C’était quand même autre chose ! On aura besoin d’une autre Amérique à nos côtés si on veut retrouver une vocation européenne qui ne soit pas anti-américaine.
D’autant plus que les valeurs qui nous unissent sont moins nettes qu’avant. Les Européens sont dégoûtés par cette Amérique qui vit dans un camp retranché, bafoue les droits de l’homme et les conventions internationales, exécute à tour de bras des condamnés à mort jusqu’à des mineurs et des handicapés mentaux. Les Etats-Unis sont plus éloignées des critères d’adhésion à l’Union Européenne que la Turquie (Heureusement, ils ne sont pas candidats.) Dans son article II-62 "Droit à la vie", la constitution européenne précise : 1. Toute personne a droit à la vie. 2. Nul ne peut être condamné à la peine de mort, ni exécuté.
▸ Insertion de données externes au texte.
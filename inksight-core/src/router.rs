//! Channel E: picks which backend (SSH or cloud) a call goes through,
//! according to the configured [`AccessMode`], and caches reachability so
//! the fast path never blocks on a fresh probe.

use crate::cloud_channel::CloudChannel;
use crate::device_channel::DeviceChannel;
use crate::error::{CoreError, Result};
use crate::model::{AccessMode, ConnectivityStatus, DocumentSummary};
use crate::prober::ReachabilityProber;
use crate::source::DocumentSource;
use std::collections::HashMap;
use std::path::PathBuf;
use std::sync::Arc;
use tokio::sync::RwLock;
use tracing::info;

pub type StatusHandler = Arc<dyn Fn(ConnectivityStatus) + Send + Sync>;

/// Outcome of a batch download pass: successes, the backend it ran against,
/// and every per-document failure, never aborting the batch on one bad id.
#[derive(Debug)]
pub struct SyncAllReport {
    pub synced: Vec<String>,
    pub source: ConnectivityStatus,
    pub errors: Vec<(String, String)>,
}

pub struct HybridRouter {
    mode: RwLock<AccessMode>,
    device: Arc<DeviceChannel>,
    cloud: Arc<CloudChannel>,
    prober: ReachabilityProber,
    status: RwLock<Option<ConnectivityStatus>>,
    on_status_change: RwLock<Option<StatusHandler>>,
}

impl HybridRouter {
    pub fn new(
        mode: AccessMode,
        device: Arc<DeviceChannel>,
        cloud: Arc<CloudChannel>,
        prober: ReachabilityProber,
    ) -> Self {
        Self {
            mode: RwLock::new(mode),
            device,
            cloud,
            prober,
            status: RwLock::new(None),
            on_status_change: RwLock::new(None),
        }
    }

    pub async fn set_status_handler(&self, handler: StatusHandler) {
        *self.on_status_change.write().await = Some(handler);
    }

    pub async fn get_mode(&self) -> AccessMode {
        *self.mode.read().await
    }

    pub async fn set_mode(&self, mode: AccessMode) {
        *self.mode.write().await = mode;
    }

    /// `false` until the first probe has completed, regardless of what it
    /// finds.
    pub async fn is_online(&self) -> bool {
        matches!(
            *self.status.read().await,
            Some(ConnectivityStatus::Ssh) | Some(ConnectivityStatus::Cloud)
        )
    }

    pub async fn current_status(&self) -> Option<ConnectivityStatus> {
        *self.status.read().await
    }

    /// Refreshes the cached status from a fresh probe, firing the status
    /// handler only on an actual transition.
    pub async fn refresh_status(&self) -> ConnectivityStatus {
        let detected = self.prober.detect_mode().await;
        let previous = { *self.status.read().await };
        if previous != Some(detected) {
            *self.status.write().await = Some(detected);
            info!(?previous, ?detected, "connectivity status changed");
            if let Some(handler) = self.on_status_change.read().await.as_ref() {
                handler(detected);
            }
        }
        detected
    }

    /// The backend selection policy: returns the channel to try first and,
    /// for hybrid modes, the one to fall back to on an `Err`.
    async fn backend_order(&self) -> Vec<Backend> {
        match *self.mode.read().await {
            AccessMode::SshOnly => vec![Backend::Ssh],
            AccessMode::CloudOnly => vec![Backend::Cloud],
            AccessMode::HybridSshFirst => vec![Backend::Ssh, Backend::Cloud],
            AccessMode::HybridCloudFirst => vec![Backend::Cloud, Backend::Ssh],
        }
    }

    fn source_for(&self, backend: Backend) -> &dyn DocumentSource {
        match backend {
            Backend::Ssh => self.device.as_ref(),
            Backend::Cloud => self.cloud.as_ref(),
        }
    }

    /// Lists document ids. In a hybrid mode, both backends are consulted and
    /// merged by id when the primary succeeds — the primary's entries
    /// overwrite the fallback's on a shared id — rather than returning only
    /// whichever backend answered first. In a single-backend mode this is
    /// just that backend's listing.
    pub async fn list_document_ids(&self) -> Result<Vec<String>> {
        let summaries = self.list_document_summaries().await?;
        Ok(summaries.into_iter().map(|s| s.id).collect())
    }

    /// Same merge semantics as [`Self::list_document_ids`], but carrying each
    /// document's last-modified timestamp too.
    pub async fn list_document_summaries(&self) -> Result<Vec<DocumentSummary>> {
        let order = self.backend_order().await;
        let mut last_err = None;
        let mut merged: Option<HashMap<String, DocumentSummary>> = None;

        for backend in order {
            match self.source_for(backend).list_document_summaries().await {
                Ok(summaries) => match merged {
                    None => {
                        merged = Some(summaries.into_iter().map(|s| (s.id.clone(), s)).collect());
                    }
                    Some(ref mut primary) => {
                        // `primary` already holds the first backend's results;
                        // fill in ids the primary didn't have, but never
                        // overwrite one it did.
                        for summary in summaries {
                            primary.entry(summary.id.clone()).or_insert(summary);
                        }
                    }
                },
                Err(e) => {
                    info!(?backend, error = %e, "backend failed, trying next in policy order");
                    last_err = Some(e);
                }
            }
        }

        match merged {
            Some(map) => {
                let mut summaries: Vec<DocumentSummary> = map.into_values().collect();
                summaries.sort_by(|a, b| a.id.cmp(&b.id));
                Ok(summaries)
            }
            None => Err(last_err.unwrap_or(CoreError::ConnectionFailed("no backend configured".to_string()))),
        }
    }

    pub async fn download_document(&self, doc_id: String, local_dir: PathBuf) -> Result<Vec<String>> {
        let mut last_err = None;
        for backend in self.backend_order().await {
            let result = match backend {
                Backend::Ssh => self.device.download_document(doc_id.clone(), local_dir.clone()).await,
                Backend::Cloud => self.cloud.download_document(doc_id.clone(), local_dir.clone()).await,
            };
            match result {
                Ok(paths) => return Ok(paths),
                Err(e) => {
                    info!(?backend, error = %e, "backend failed, trying next in policy order");
                    last_err = Some(e);
                }
            }
        }
        Err(last_err.unwrap_or(CoreError::ConnectionFailed("no backend configured".to_string())))
    }

    /// Enumerates every document id visible on the active backend and
    /// downloads whichever of them isn't already listed in `already_present`,
    /// rather than re-downloading a document already in the local cache. A
    /// per-document download failure is folded into `errors` and never
    /// aborts the rest of the batch.
    pub async fn sync_all(
        &self,
        local_cache_dir: &std::path::Path,
        already_present: &[String],
    ) -> Result<SyncAllReport> {
        let source = self.refresh_status().await;
        let ids = self.list_document_ids().await?;
        let present: std::collections::HashSet<&String> = already_present.iter().collect();

        let mut report = SyncAllReport { synced: Vec::new(), source, errors: Vec::new() };
        for id in ids {
            if present.contains(&id) {
                continue;
            }
            match self.download_document(id.clone(), local_cache_dir.to_path_buf()).await {
                Ok(_) => report.synced.push(id),
                Err(e) => {
                    info!(doc_id = %id, error = %e, "document download failed, continuing batch");
                    report.errors.push((id, e.to_string()));
                }
            }
        }
        Ok(report)
    }
}

#[derive(Debug, Clone, Copy)]
enum Backend {
    Ssh,
    Cloud,
}

#[cfg(test)]
mod tests {
    use super::*;
    use crate::cloud_channel::CloudChannelConfig;
    use crate::device_channel::{Credentials, DeviceChannelConfig};
    use crate::prober::ProberConfig;

    fn router_with_mode(mode: AccessMode) -> HybridRouter {
        let device = Arc::new(DeviceChannel::new(DeviceChannelConfig::new(
            "192.0.2.1",
            "root",
            Credentials::Password("x".to_string()),
        )));
        let cloud = Arc::new(CloudChannel::new(CloudChannelConfig::new("https://cloud.invalid", "token")).unwrap());
        let prober = ReachabilityProber::new(ProberConfig::new("192.0.2.1", 22, "cloud.invalid"));
        HybridRouter::new(mode, device, cloud, prober)
    }

    #[tokio::test]
    async fn hybrid_ssh_first_tries_ssh_before_cloud() {
        let router = router_with_mode(AccessMode::HybridSshFirst);
        assert!(matches!(router.backend_order().await.as_slice(), [Backend::Ssh, Backend::Cloud]));
    }

    #[tokio::test]
    async fn hybrid_cloud_first_tries_cloud_before_ssh() {
        let router = router_with_mode(AccessMode::HybridCloudFirst);
        assert!(matches!(router.backend_order().await.as_slice(), [Backend::Cloud, Backend::Ssh]));
    }

    #[tokio::test]
    async fn ssh_only_never_falls_back_to_cloud() {
        let router = router_with_mode(AccessMode::SshOnly);
        assert!(matches!(router.backend_order().await.as_slice(), [Backend::Ssh]));
    }
}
L’Amérique doit apprendre qu’on ne règle pas tout par les armes. Elle doit voir que dans les dernières expériences, les dommages collatéraux ont excédé de beaucoup les résultats positifs lorsqu’il y en a eu. Après les succès initiaux, l’intervention militaire n’a pas fait gagner grand-chose à Haïti, a fait perdre du terrain à la démocratie en Somalie, en a fait gagner en ex-Yougoslavie mais en laissant la région dans un état de choc dont elle n’est pas encore sortie.
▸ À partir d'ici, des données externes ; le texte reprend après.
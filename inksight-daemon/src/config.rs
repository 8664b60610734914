//! TOML configuration file for the daemon. `inksight-core` itself takes no
//! configuration format opinion; everything here is this binary's own
//! concern for turning a config file into the values its core types need.

use inksight_core::model::{AccessMode, ConflictStrategy};
use serde::Deserialize;
use std::path::{Path, PathBuf};
use std::time::Duration;

fn default_port() -> u16 {
    22
}

fn default_poll_interval_secs() -> u64 {
    5
}

fn default_debounce_ms() -> u64 {
    250
}

#[derive(Debug, Deserialize)]
pub struct DeviceConfig {
    pub host: String,
    #[serde(default = "default_port")]
    pub port: u16,
    #[serde(default = "default_username")]
    pub username: String,
    pub password: Option<String>,
    pub private_key_path: Option<PathBuf>,
}

fn default_username() -> String {
    "root".to_string()
}

#[derive(Debug, Deserialize)]
pub struct CloudConfig {
    pub base_url: String,
    /// Bare hostname (no scheme/path) the Reachability Prober resolves via
    /// DNS; kept distinct from `base_url` since the latter isn't guaranteed
    /// to be parseable into one without a URL crate in the dependency tree.
    pub host: String,
    pub device_token: String,
}

#[derive(Debug, Deserialize)]
pub struct MonitorConfig {
    #[serde(default = "default_poll_interval_secs")]
    pub poll_interval_secs: u64,
    #[serde(default = "default_debounce_ms")]
    pub debounce_ms: u64,
    #[serde(default = "default_true")]
    pub auto_reconnect: bool,
}

fn default_true() -> bool {
    true
}

impl Default for MonitorConfig {
    fn default() -> Self {
        Self {
            poll_interval_secs: default_poll_interval_secs(),
            debounce_ms: default_debounce_ms(),
            auto_reconnect: true,
        }
    }
}

impl MonitorConfig {
    pub fn poll_interval(&self) -> Duration {
        Duration::from_secs(self.poll_interval_secs)
    }

    pub fn debounce(&self) -> Duration {
        Duration::from_millis(self.debounce_ms)
    }
}

#[derive(Debug, Deserialize)]
pub struct DaemonConfig {
    pub device: DeviceConfig,
    pub cloud: CloudConfig,
    pub local_cache_dir: PathBuf,
    #[serde(default)]
    pub mode: AccessMode,
    #[serde(default)]
    pub conflict_strategy: ConflictStrategy,
    #[serde(default)]
    pub monitor: MonitorConfig,
}

impl DaemonConfig {
    pub fn load(path: &Path) -> anyhow::Result<Self> {
        let raw = std::fs::read_to_string(path)
            .map_err(|e| anyhow::anyhow!("could not read config file {}: {e}", path.display()))?;
        let config: DaemonConfig = toml::from_str(&raw)
            .map_err(|e| anyhow::anyhow!("could not parse config file {}: {e}", path.display()))?;
        Ok(config)
    }

    pub fn default_path() -> PathBuf {
        dirs::config_dir()
            .unwrap_or_else(|| PathBuf::from("."))
            .join("inksight")
            .join("config.toml")
    }
}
Quant à l’Irak, l’avenir nous le dira, mais il est d’ores et déjà clair que le coût de l’intervention est hors de proportion avec les prévisions même les plus pessimistes. Les conséquences économiques sont repoussées à plus tard car pour le moment l’Amérique s’endette, mais elles seront très lourdes. L’Amérique doit voir que sa politique n’est pas soutenable à long terme, car elle conduit à l’exacerbation des conflits, à l’émergence de mouvements de résistance face à l’occupation étrangère et finalement à une aggravation marquée de la menace terroriste.
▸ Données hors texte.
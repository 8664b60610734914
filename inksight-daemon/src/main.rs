mod config;

use clap::Parser;
use config::DaemonConfig;
use inksight_core::cloud_channel::{CloudChannel, CloudChannelConfig};
use inksight_core::device_channel::{Credentials, DeviceChannel, DeviceChannelConfig};
use inksight_core::model::ChangeEvent;
use inksight_core::monitor::{FileMonitor, MonitorConfig as CoreMonitorConfig};
use inksight_core::prober::{ProberConfig, ReachabilityProber};
use inksight_core::router::HybridRouter;
use inksight_core::sync_engine::SyncEngine;
use std::path::PathBuf;
use std::sync::Arc;
use tracing::{error, info};

#[derive(Parser, Debug)]
#[command(name = "inksight-daemon")]
#[command(about = "Syncs handwritten tablet notes between a device, the cloud, and a local cache")]
struct Args {
    /// Path to the TOML config file.
    #[arg(long)]
    config: Option<PathBuf>,

    /// Overrides the config file's local cache directory.
    #[arg(long)]
    cache_dir: Option<PathBuf>,

    /// Runs a single full sync and exits instead of entering the monitor loop.
    #[arg(long)]
    once: bool,

    /// Overrides RUST_LOG for this run.
    #[arg(long)]
    log_level: Option<String>,
}

#[tokio::main]
async fn main() -> anyhow::Result<()> {
    let args = Args::parse();
    init_logging(args.log_level.as_deref());

    let config_path = args.config.clone().unwrap_or_else(DaemonConfig::default_path);
    let mut config = DaemonConfig::load(&config_path)?;
    if let Some(cache_dir) = args.cache_dir.clone() {
        config.local_cache_dir = cache_dir;
    }

    info!(config = %config_path.display(), "loaded daemon configuration");

    let credentials = Credentials::new(config.device.password.clone(), config.device.private_key_path.clone())
        .ok_or_else(|| anyhow::anyhow!("device config must supply a password or a private key path"))?;

    let mut device_config = DeviceChannelConfig::new(&config.device.host, &config.device.username, credentials);
    device_config.port = config.device.port;
    let device = Arc::new(DeviceChannel::new(device_config));

    let cloud = Arc::new(CloudChannel::new(CloudChannelConfig::new(
        &config.cloud.base_url,
        &config.cloud.device_token,
    ))?);

    let prober_config = ProberConfig::new(&config.device.host, config.device.port, &config.cloud.host);
    let prober = ReachabilityProber::new(prober_config);
    let router = Arc::new(HybridRouter::new(config.mode, device.clone(), cloud.clone(), prober));

    router.refresh_status().await;
    if router.is_online().await {
        if let Err(e) = device.connect().await {
            info!(error = %e, "ssh connect failed at startup, router will fall back per policy");
        }
        if let Err(e) = cloud.authenticate().await {
            info!(error = %e, "cloud authentication failed at startup, router will fall back per policy");
        }
    }

    let sync_engine = Arc::new(
        SyncEngine::initialize(router.clone(), config.local_cache_dir.clone(), config.conflict_strategy).await?,
    );

    if args.once {
        run_once(&sync_engine).await?;
        return Ok(());
    }

    run_steady_state(sync_engine, device, config.monitor).await
}

async fn run_once(sync_engine: &SyncEngine) -> anyhow::Result<()> {
    let report = sync_engine.full_sync().await?;
    info!(
        synced = report.synced.len(),
        failed = report.failed.len(),
        deleted = report.deleted.len(),
        duration_ms = report.duration.as_millis() as u64,
        "full sync complete"
    );
    for (doc_id, error) in &report.failed {
        error!(%doc_id, %error, "document failed to sync");
    }
    Ok(())
}

/// F loops on events from D via E: an initial full sync, then the File
/// Monitor feeds every subsequent change through `incremental_sync` until
/// the process receives SIGINT.
async fn run_steady_state(
    sync_engine: Arc<SyncEngine>,
    device: Arc<DeviceChannel>,
    monitor_config: config::MonitorConfig,
) -> anyhow::Result<()> {
    let report = sync_engine.full_sync().await?;
    info!(synced = report.synced.len(), failed = report.failed.len(), "initial sync complete");

    let (tx, mut rx) = tokio::sync::mpsc::unbounded_channel::<ChangeEvent>();
    let monitor = FileMonitor::new(
        device,
        CoreMonitorConfig {
            poll_interval: monitor_config.poll_interval(),
            debounce: monitor_config.debounce(),
            auto_reconnect: monitor_config.auto_reconnect,
            ..Default::default()
        },
    );
    monitor.start(Arc::new(move |event| {
        let _ = tx.send(event);
    }));

    loop {
        tokio::select! {
            Some(event) = rx.recv() => {
                match sync_engine.incremental_sync(vec![event]).await {
                    Ok(report) => {
                        for (doc_id, error) in &report.failed {
                            error!(%doc_id, %error, "incremental sync failed");
                        }
                    }
                    Err(e) => error!(error = %e, "incremental sync failed"),
                }
            }
            _ = tokio::signal::ctrl_c() => {
                info!("shutting down");
                monitor.stop();
                return Ok(());
            }
        }
    }
}

fn init_logging(override_level: Option<&str>) {
    let filter = override_level
        .map(tracing_subscriber::EnvFilter::new)
        .unwrap_or_else(|| {
            tracing_subscriber::EnvFilter::try_from_default_env()
                .unwrap_or_else(|_| tracing_subscriber::EnvFilter::new("info"))
        });
    tracing_subscriber::fmt().with_env_filter(filter).init();
}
La politique anti-terroriste américaine serait elle-même plus crédible si les Etats-Unis coopéraient avec les institutions internationales tel que le tribunal pénal international, reconnaissaient leurs responsabilités passées dans la destruction de nombreux régimes démocratiques, délibérément remplacés par des dictatures, notamment en Iran et en Amérique latine, ET leur responsabilité directe dans le financement de mouvements terroristes tels que les fractions dures de l’IRA. C’est certes du financement à base de dons privés, mais il en va de même du financement d’Al Qaïda par les Saoudiens, ce dont on fait grand cas.

En attendant que l’Amérique se dote de dignes successeurs de Bill Clinton et de Madeleine Albright, l’Europe doit, quant à elle, affirmer tranquillement et posément ses valeurs humanistes. Il n’est pas indispensable pour cela d’avoir une constitution ; un préambule ou une charte suffirait. Il sera nécessaire de le faire adopter rapidement par la population de l’Union européenne car le Monde en a un urgent besoin.

1 Comments:

Blogger Antoine Jaulmes said...

J'ajoute ce commentaire le 21/6/2005 : bravo à Condolezza Rice pour son discours courageux au l'Université du Caire lundi 20 juin : ”Depuis 60 ans, mon pays, les Etats-Unis, a cherché à maintenir la stabilité dans cette région du Proche-Orient, au détriment de la démocratie - et n'a réussi à garantir ni l'un ni l'autre. Nous tenons à présent un autre cap. Nous soutenons les aspirations démocratiques de tous les peuples.” Souhaitons que cela soit l'annonce du changement que j'appelais de mes voeux ci-dessus.